The global cut flower trade poses a serious threat to the environment, producing a lot of greenhouse gases for something extremely perishable seems foolish. If you have space at home, you can simply grow your very own cut garden and not only is this more sustainable, but it’ll also save you money too.
Related Post: Top 10 Perennial Flowers for Your Cut Flower Garden
And you don’t need as much space to grow them as you might think. You can grow one flower variety in containers on your patio, or sow a handful of your favourites in a small row next to your vegetable garden.
All you need for a basic cutting garden is good quality potting soil, a drip irrigation system and some flower seeds, preferably organic and heirloom if you can source them. You’ll also need to place them in an area where the plant gets enough sunlight, most flower varieties need at least 6-8 hours of direct sunlight each day.

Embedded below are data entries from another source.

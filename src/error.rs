//! Error type shared by the multiplexer and the configuration loader.

use std::path::PathBuf;

/// Errors produced by this crate.
#[derive(Debug, thiserror::Error)]
pub enum Error {
    /// A value was requested from a multiplexer with no live sources.
    ///
    /// This is a caller bug: check [`has_next`] before asking for a value.
    ///
    /// [`has_next`]: crate::mux::WeightedMultiplexer::has_next
    #[error("multiplexer is drained: no live sources remain")]
    Drained,

    /// A source was configured with a weight of zero.
    #[error("source {index}: weight must be at least 1")]
    InvalidWeight { index: usize },

    /// A source was configured with no elements.
    #[error("source {index}: sequence must contain at least one element")]
    EmptySequence { index: usize },

    /// The sum of all source weights does not fit in a `u64`.
    #[error("total weight overflows u64")]
    WeightOverflow,

    /// The configuration file could not be read.
    #[error("failed to read config {}: {source}", path.display())]
    Io {
        path: PathBuf,
        #[source]
        source: std::io::Error,
    },

    /// The configuration could not be parsed as YAML.
    #[error("failed to parse config: {0}")]
    Parse(#[from] serde_yaml::Error),
}

/// Convenience alias used throughout the crate.
pub type Result<T> = std::result::Result<T, Error>;
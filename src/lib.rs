//! Weighted, order-preserving multiplexer over finite integer sequences.
//!
//! Each sub-source carries a positive weight and a finite sequence of
//! values. The multiplexer repeatedly picks a live sub-source at random,
//! with probability proportional to its weight, and emits that source's
//! next value. A source drops out as soon as its sequence is exhausted;
//! the multiplexer is drained once every source has dropped out.
//!
//! - **Sources** ([`source`]): the [`SubSource`](source::SubSource)
//!   capability trait and the in-memory [`SequenceSource`](source::SequenceSource).
//! - **Multiplexer** ([`mux`]): cumulative-weight selection with a
//!   boundary-aware binary search and swap-remove eviction.
//! - **Randomness** ([`random`]): injectable draw sources, seeded or scripted.
//! - **Configuration** ([`config`]): serde schema, validation, YAML loading.
//!
//! # Example
//!
//! ```
//! use weighted_mux::config::MuxConfig;
//! use weighted_mux::mux::WeightedMultiplexer;
//!
//! let config = MuxConfig::new()
//!     .with_source(9, vec![1, 2, 3])
//!     .with_source(1, vec![4, 5])
//!     .with_seed(42);
//!
//! let mut mux = WeightedMultiplexer::from_config(&config)?;
//! let mut out = Vec::new();
//! while mux.has_next() {
//!     out.push(mux.try_next()?);
//! }
//! out.sort();
//! assert_eq!(out, vec![1, 2, 3, 4, 5]);
//! # Ok::<(), weighted_mux::Error>(())
//! ```
//!
//! # Concurrency
//!
//! Single-threaded by design. Every pick mutates the multiplexer and there
//! is no internal locking; wrap it in a mutex for shared use.

pub mod config;
pub mod error;
pub mod mux;
pub mod random;
pub mod source;

pub use error::{Error, Result};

New to growing flowers and want to start with varieties that are easy to grow? Below is a list of the best unfussy cut flowers to grow:
I once climbed a mountain where the trail was embellished with fields of these lovely flowers. It made the hike a breeze. When we reached the summit, the locals of an indigenous group called the Dumagat tribe served us cosmos flower tea for refreshment. From that moment, a deep connection to the land was formed. I was on top of mountain, drinking tea made from a flower that was plucked from the Earth.
Particular varieties of cosmos (Cosmos sulphureus, bipinnatus, caudatus) can also be eaten raw or cooked and have also been used for healing in other parts of the world. Cosmos come in different colors – white, pink, yellow and even burgundy.
Direct sowing the seeds will provide you with abundant cosmos that will keep blooming for weeks from just one planting. And they are a cut and come again flower meaning that when you harvest, more will bloom in its place. Make sure to harvest the flowers as soon as you see the petals beginning to unfurl. This will give you about a week of vase life.
The healing energy that zinnias radiate allows you to shift your stressful and heavy vibe into a lighter and happier mood. They are the perfect blooms for special occasions such as weddings as it symbolizes happiness and purity.
Just like cosmos, zinnias prefer to be direct sown, and just like cosmos, the more they are cut, the more they grow. Deep cutting them makes them produce more flowers. Make sure to plant them when the weather is warm.
If you want these gorgeous flowers to grow successfully, you need to sow their seeds deep so they can produce a long tap-root system. Once the seedlings have grown to about five centimeters, harden them off first then plant them out. They will grow best in cool conditions and to stimulate flower production, cut them once the flowers open.
After an intense workout, I apply a generous amount of oil infused marigold as it is known to soothe muscle pain. I wake up feeling rejuvenated and not sore at all. They are also used for healing cuts and wounds. Plus, they act as a great companion plant for vegetable garden, meaning they will attract the bad bugs so they’ll (hopefully) leave your crops alone. They are that magical.
Once sown, they germinate quickly and will blossom in roughly eight to ten weeks. They need full sun and a soil that drains well. When cutting, cut close to the base of the plant to stimulate growth.
Similar to marigold, calendulas are unfussy flowering plants that germinate quickly and bloom in a couple of months. Regular deadheading enables the plant to direct energy to flowering and the pollinators love them. These flowers are also edible so you can add them to your salads or make some tea. A note on harvesting: they are sticky so make sure to wear gloves.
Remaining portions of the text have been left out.